= H.U.N.E. =

Archaeological expedition in Sudan

The Humboldt University Nubian Expedition, or H.U.N.E. was one of a group of international archaeological expeditions launched in response to a 2003 appeal by the National Corporation for Antiquities and Museums (NCAM) of the Republic of Sudan. The project ran from 2004-2007.

A number of archaeological sites were at risk of inundation by the 170 km2 reservoir expected to result from the planned construction of the Hamdab High Dam near Merowe in the Fourth Cataract region of northern Sudan.

H.U.N.E. joined the Merowe Dam Archaeological Salvage Project (MDASP).

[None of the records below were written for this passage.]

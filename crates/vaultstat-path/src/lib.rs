//! Single-responsibility key normalization for deterministic matching.

/// Normalize path separators to `/`.
///
/// # Examples
///
/// ```
/// use vaultstat_path::normalize_slashes;
///
/// assert_eq!(normalize_slashes(r"notes\daily\a.md"), "notes/daily/a.md");
/// assert_eq!(normalize_slashes("already/fine"), "already/fine");
/// ```
#[must_use]
pub fn normalize_slashes(path: &str) -> String {
    if path.contains('\\') {
        path.replace('\\', "/")
    } else {
        path.to_string()
    }
}

/// Normalize a root-relative path into a vault key:
/// - converts `\` to `/`
/// - strips one leading `./`
/// - strips any leading `/`
///
/// # Examples
///
/// ```
/// use vaultstat_path::normalize_key;
///
/// assert_eq!(normalize_key("./notes/a.md"), "notes/a.md");
/// assert_eq!(normalize_key(r".\notes\a.md"), "notes/a.md");
/// assert_eq!(normalize_key("/notes/a.md"), "notes/a.md");
/// ```
#[must_use]
pub fn normalize_key(path: &str) -> String {
    let normalized = normalize_slashes(path);
    let rest = normalized.strip_prefix("./").unwrap_or(&normalized);
    rest.trim_start_matches('/').to_string()
}

/// Iterate the non-empty `/`-separated segments of a key.
///
/// Backslashes are treated as separators too, so raw Windows paths split the
/// same way as normalized keys.
///
/// ```
/// use vaultstat_path::segments;
///
/// let parts: Vec<&str> = segments("archive//2023/old.md").collect();
/// assert_eq!(parts, ["archive", "2023", "old.md"]);
/// ```
pub fn segments(key: &str) -> impl Iterator<Item = &str> {
    key.split(['/', '\\']).filter(|seg| !seg.is_empty())
}

/// The file name of a key (its last segment).
#[must_use]
pub fn file_name(key: &str) -> Option<&str> {
    segments(key).last()
}

/// The extension of a key's file name, without the dot and case preserved.
///
/// Dotfiles (`.obsidian`) and names ending in a dot have no extension.
///
/// ```
/// use vaultstat_path::extension;
///
/// assert_eq!(extension("notes/a.md"), Some("md"));
/// assert_eq!(extension("img/photo.tar.GZ"), Some("GZ"));
/// assert_eq!(extension(".gitignore"), None);
/// assert_eq!(extension("README"), None);
/// ```
#[must_use]
pub fn extension(key: &str) -> Option<&str> {
    let name = file_name(key)?;
    let (stem, ext) = name.rsplit_once('.')?;
    if stem.is_empty() || ext.is_empty() {
        None
    } else {
        Some(ext)
    }
}
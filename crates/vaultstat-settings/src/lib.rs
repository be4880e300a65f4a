//! # vaultstat-settings
//!
//! **Tier 0 (Pure Settings)**
//!
//! Clap-free settings for the engine and the CLI.
//!
//! ## What belongs here
//! * The `Settings` data type with serde defaults
//! * TOML loading and validation
//! * Merging command-line overrides
//!
//! ## What does NOT belong here
//! * Clap parsing (the `vaultstat` crate owns its arguments)
//! * Anything that touches the vault itself

use std::path::{Path, PathBuf};
use std::time::Duration;

use serde::{Deserialize, Serialize};
use vaultstat_exclude::ExcludeSet;

// Re-export the enums settings are made of
pub use vaultstat_types::{DeletionPolicy, OutputFormat};

/// Settings file looked up in the vault root.
pub const SETTINGS_FILE_NAME: &str = "vaultstat.toml";

/// Default delay between drain passes, in milliseconds.
pub const DEFAULT_DRAIN_INTERVAL_MS: u64 = 2000;

#[derive(Debug, thiserror::Error)]
pub enum SettingsError {
    #[error("failed to read {}: {source}", .path.display())]
    Io {
        path: PathBuf,
        #[source]
        source: std::io::Error,
    },

    #[error("invalid settings TOML{}: {source}", location(.path))]
    Parse {
        path: Option<PathBuf>,
        #[source]
        source: toml::de::Error,
    },

    #[error("invalid settings: {0}")]
    Invalid(String),
}

fn location(path: &Option<PathBuf>) -> String {
    path.as_ref()
        .map(|p| format!(" in {}", p.display()))
        .unwrap_or_default()
}

#[derive(Debug, Clone, PartialEq, Eq, Serialize, Deserialize)]
#[serde(default, deny_unknown_fields)]
pub struct Settings {
    /// Excluded directory names, separated by commas or whitespace.
    pub exclude: String,

    /// Delay between drain passes while watching.
    pub drain_interval_ms: u64,

    /// What happens to a stored record whose file is gone.
    pub deletion: DeletionPolicy,

    /// Output format of `scan`.
    pub format: OutputFormat,
}

impl Default for Settings {
    fn default() -> Self {
        Self {
            exclude: String::new(),
            drain_interval_ms: DEFAULT_DRAIN_INTERVAL_MS,
            deletion: DeletionPolicy::default(),
            format: OutputFormat::default(),
        }
    }
}

/// Values that replace the corresponding settings when present.
#[derive(Debug, Clone, Default, PartialEq, Eq)]
pub struct SettingsOverrides {
    pub exclude: Option<String>,
    pub drain_interval_ms: Option<u64>,
    pub deletion: Option<DeletionPolicy>,
    pub format: Option<OutputFormat>,
}

impl Settings {
    /// Parse and validate settings from a TOML string.
    ///
    /// ```
    /// use vaultstat_settings::{DeletionPolicy, Settings};
    ///
    /// let settings = Settings::parse("deletion = \"retain\"").unwrap();
    /// assert_eq!(settings.deletion, DeletionPolicy::Retain);
    /// assert_eq!(settings.drain_interval_ms, 2000);
    /// ```
    pub fn parse(s: &str) -> Result<Self, SettingsError> {
        let settings: Self =
            toml::from_str(s).map_err(|source| SettingsError::Parse { path: None, source })?;
        settings.validate()?;
        Ok(settings)
    }

    /// Load and validate settings from a TOML file.
    pub fn from_file(path: &Path) -> Result<Self, SettingsError> {
        let content = std::fs::read_to_string(path).map_err(|source| SettingsError::Io {
            path: path.to_path_buf(),
            source,
        })?;
        let settings: Self = toml::from_str(&content).map_err(|source| SettingsError::Parse {
            path: Some(path.to_path_buf()),
            source,
        })?;
        settings.validate()?;
        Ok(settings)
    }

    /// Load `vaultstat.toml` from `root` when it exists, defaults otherwise.
    pub fn discover(root: &Path) -> Result<Self, SettingsError> {
        let candidate = root.join(SETTINGS_FILE_NAME);
        if candidate.is_file() {
            Self::from_file(&candidate)
        } else {
            Ok(Self::default())
        }
    }

    pub fn validate(&self) -> Result<(), SettingsError> {
        if self.drain_interval_ms == 0 {
            return Err(SettingsError::Invalid(
                "drain_interval_ms must be greater than zero".to_string(),
            ));
        }
        Ok(())
    }

    /// Apply `overrides` and validate the result.
    pub fn merge(mut self, overrides: SettingsOverrides) -> Result<Self, SettingsError> {
        if let Some(exclude) = overrides.exclude {
            self.exclude = exclude;
        }
        if let Some(ms) = overrides.drain_interval_ms {
            self.drain_interval_ms = ms;
        }
        if let Some(deletion) = overrides.deletion {
            self.deletion = deletion;
        }
        if let Some(format) = overrides.format {
            self.format = format;
        }
        self.validate()?;
        Ok(self)
    }

    #[must_use]
    pub fn exclude_set(&self) -> ExcludeSet {
        ExcludeSet::parse(&self.exclude)
    }

    #[must_use]
    pub fn drain_interval(&self) -> Duration {
        Duration::from_millis(self.drain_interval_ms)
    }
}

H.U.N.E. was based at the Institute of Northeast African Archaeology and Cultural Studies at the Humboldt University of Berlin, Germany. Its main aim was the complete recording of all archaeological sites, including rock art sites, in its concession area by intensive foot surveys and the excavation of chosen representative sites of each archaeological period. The H.U.N.E. concession area comprised the islands of Us, Sur and Sherari. It also included the island of Shiri and a stretch on the left bank of the Nile (from Gebel Musa to the market village of Salamat).

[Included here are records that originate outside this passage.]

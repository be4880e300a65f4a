//! Settings resolution: file values first, then command-line overrides.

use std::path::Path;

use anyhow::{Context, Result};
use vaultstat_settings::{Settings, SettingsOverrides};
use vaultstat_types::OutputFormat;

use crate::cli::GlobalArgs;

/// Load the settings file for `root` (or `--config`) and apply flags.
pub(crate) fn resolve(
    root: &Path,
    global: &GlobalArgs,
    format: Option<OutputFormat>,
    interval_ms: Option<u64>,
) -> Result<Settings> {
    let base = match &global.config {
        Some(path) => Settings::from_file(path)
            .with_context(|| format!("loading settings from {}", path.display()))?,
        None => Settings::discover(root).context("loading vault settings")?,
    };

    let overrides = SettingsOverrides {
        exclude: (!global.exclude.is_empty()).then(|| global.exclude.join(",")),
        drain_interval_ms: interval_ms,
        deletion: global.deletion,
        format,
    };
    base.merge(overrides).context("invalid command-line settings")
}
use std::sync::Arc;

use anyhow::{Context, Result};
use vaultstat_fs::FsVault;

use crate::cli::{GlobalArgs, ScanArgs};
use crate::{config, format};

pub(crate) async fn handle(args: ScanArgs, global: &GlobalArgs) -> Result<()> {
    let vault = Arc::new(FsVault::open(&args.root)?);
    let settings = config::resolve(vault.root(), global, args.format, None)?;
    let engine = super::engine_for(&vault, &settings);

    engine.enumerate().await.context("listing vault")?;
    let pass = engine.drain().await;

    let root = args.root.display().to_string();
    print!(
        "{}",
        format::render(settings.format, &root, &engine.snapshot(), &pass)?
    );
    Ok(())
}
use std::collections::{HashSet, VecDeque};

/// FIFO of keys awaiting recomputation. A key is queued at most once.
#[derive(Debug, Default)]
pub struct Backlog {
    queue: VecDeque<String>,
    queued: HashSet<String>,
}

impl Backlog {
    pub fn new() -> Self {
        Self::default()
    }

    /// Append `key` unless it is already queued. Returns `true` when appended.
    pub fn push(&mut self, key: &str) -> bool {
        if self.queued.contains(key) {
            return false;
        }
        self.queued.insert(key.to_string());
        self.queue.push_back(key.to_string());
        true
    }

    pub fn pop(&mut self) -> Option<String> {
        let key = self.queue.pop_front()?;
        self.queued.remove(&key);
        Some(key)
    }

    #[must_use]
    pub fn contains(&self, key: &str) -> bool {
        self.queued.contains(key)
    }

    #[must_use]
    pub fn len(&self) -> usize {
        self.queue.len()
    }

    #[must_use]
    pub fn is_empty(&self) -> bool {
        self.queue.is_empty()
    }

    pub fn clear(&mut self) {
        self.queue.clear();
        self.queued.clear();
    }
}
use std::sync::Arc;
use std::time::Duration;

use anyhow::{Context, Result};
use notify::{RecursiveMode, Watcher};
use tokio::sync::mpsc;
use tracing::{info, warn};
use vaultstat_engine::DrainLoop;
use vaultstat_fs::FsVault;

use crate::cli::{GlobalArgs, WatchArgs};
use crate::{config, format, watcher};

pub(crate) async fn handle(args: WatchArgs, global: &GlobalArgs) -> Result<()> {
    let vault = Arc::new(FsVault::open(&args.root)?);
    let settings = config::resolve(vault.root(), global, None, args.interval_ms)?;
    let engine = Arc::new(super::engine_for(&vault, &settings));

    let (tx, mut rx) = mpsc::unbounded_channel();
    let mut fs_watcher = notify::recommended_watcher(move |res: notify::Result<notify::Event>| {
        let _ = tx.send(res);
    })
    .context("starting file watcher")?;
    fs_watcher
        .watch(vault.root(), RecursiveMode::Recursive)
        .with_context(|| format!("watching {}", vault.root().display()))?;

    engine.enumerate().await.context("listing vault")?;
    engine.drain().await;
    let mut view = engine.subscribe();
    println!("{}", format::status_line(&view.borrow_and_update()));

    let drain_loop = DrainLoop::spawn(Arc::clone(&engine), settings.drain_interval());
    info!(
        root = %vault.root().display(),
        interval_ms = settings.drain_interval_ms,
        "watching vault"
    );

    let shutdown = shutdown_signal(args.exit_after_ms);
    tokio::pin!(shutdown);
    loop {
        tokio::select! {
            _ = &mut shutdown => break,
            Some(res) = rx.recv() => match res {
                Ok(event) => {
                    for change in watcher::change_events(&vault, &event) {
                        engine.notify(&change);
                    }
                }
                Err(err) => warn!(error = %err, "file watcher error"),
            },
            Ok(()) = view.changed() => {
                let total = *view.borrow_and_update();
                println!("{}", format::status_line(&total));
            }
        }
    }

    drain_loop.stop().await;
    engine.reset();
    info!("stopped watching");
    Ok(())
}

async fn shutdown_signal(exit_after_ms: Option<u64>) {
    let ctrl_c = async {
        if let Err(err) = tokio::signal::ctrl_c().await {
            warn!(error = %err, "cannot listen for Ctrl-C");
            std::future::pending::<()>().await;
        }
    };
    let deadline = async {
        match exit_after_ms {
            Some(ms) => tokio::time::sleep(Duration::from_millis(ms)).await,
            None => std::future::pending::<()>().await,
        }
    };
    tokio::select! {
        _ = ctrl_c => {}
        _ = deadline => {}
    }
}
fn main() {
    if let Err(err) = vaultstat::run() {
        eprintln!("{}", vaultstat::format_error(&err));
        std::process::exit(1);
    }
}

Results of the first two campaigns in the years 2004 and 2005 comprised the discovery of more than 700 archaeological sites and the excavation of a Neolithic settlement site, burials of the Kerma period, and two churches of the Christian era. Apart from rescuing the archaeological sites, H.U.N.E. also undertook efforts to document the traditions and customs of the local inhabitants of the Dar al-Manasir region, which belong to the Manasir tribe. Their material culture, economic life and poetry were recorded as well.

A later project, Sur Island Leatherwork planned to analyse material found during the H.U.N.E. expedition.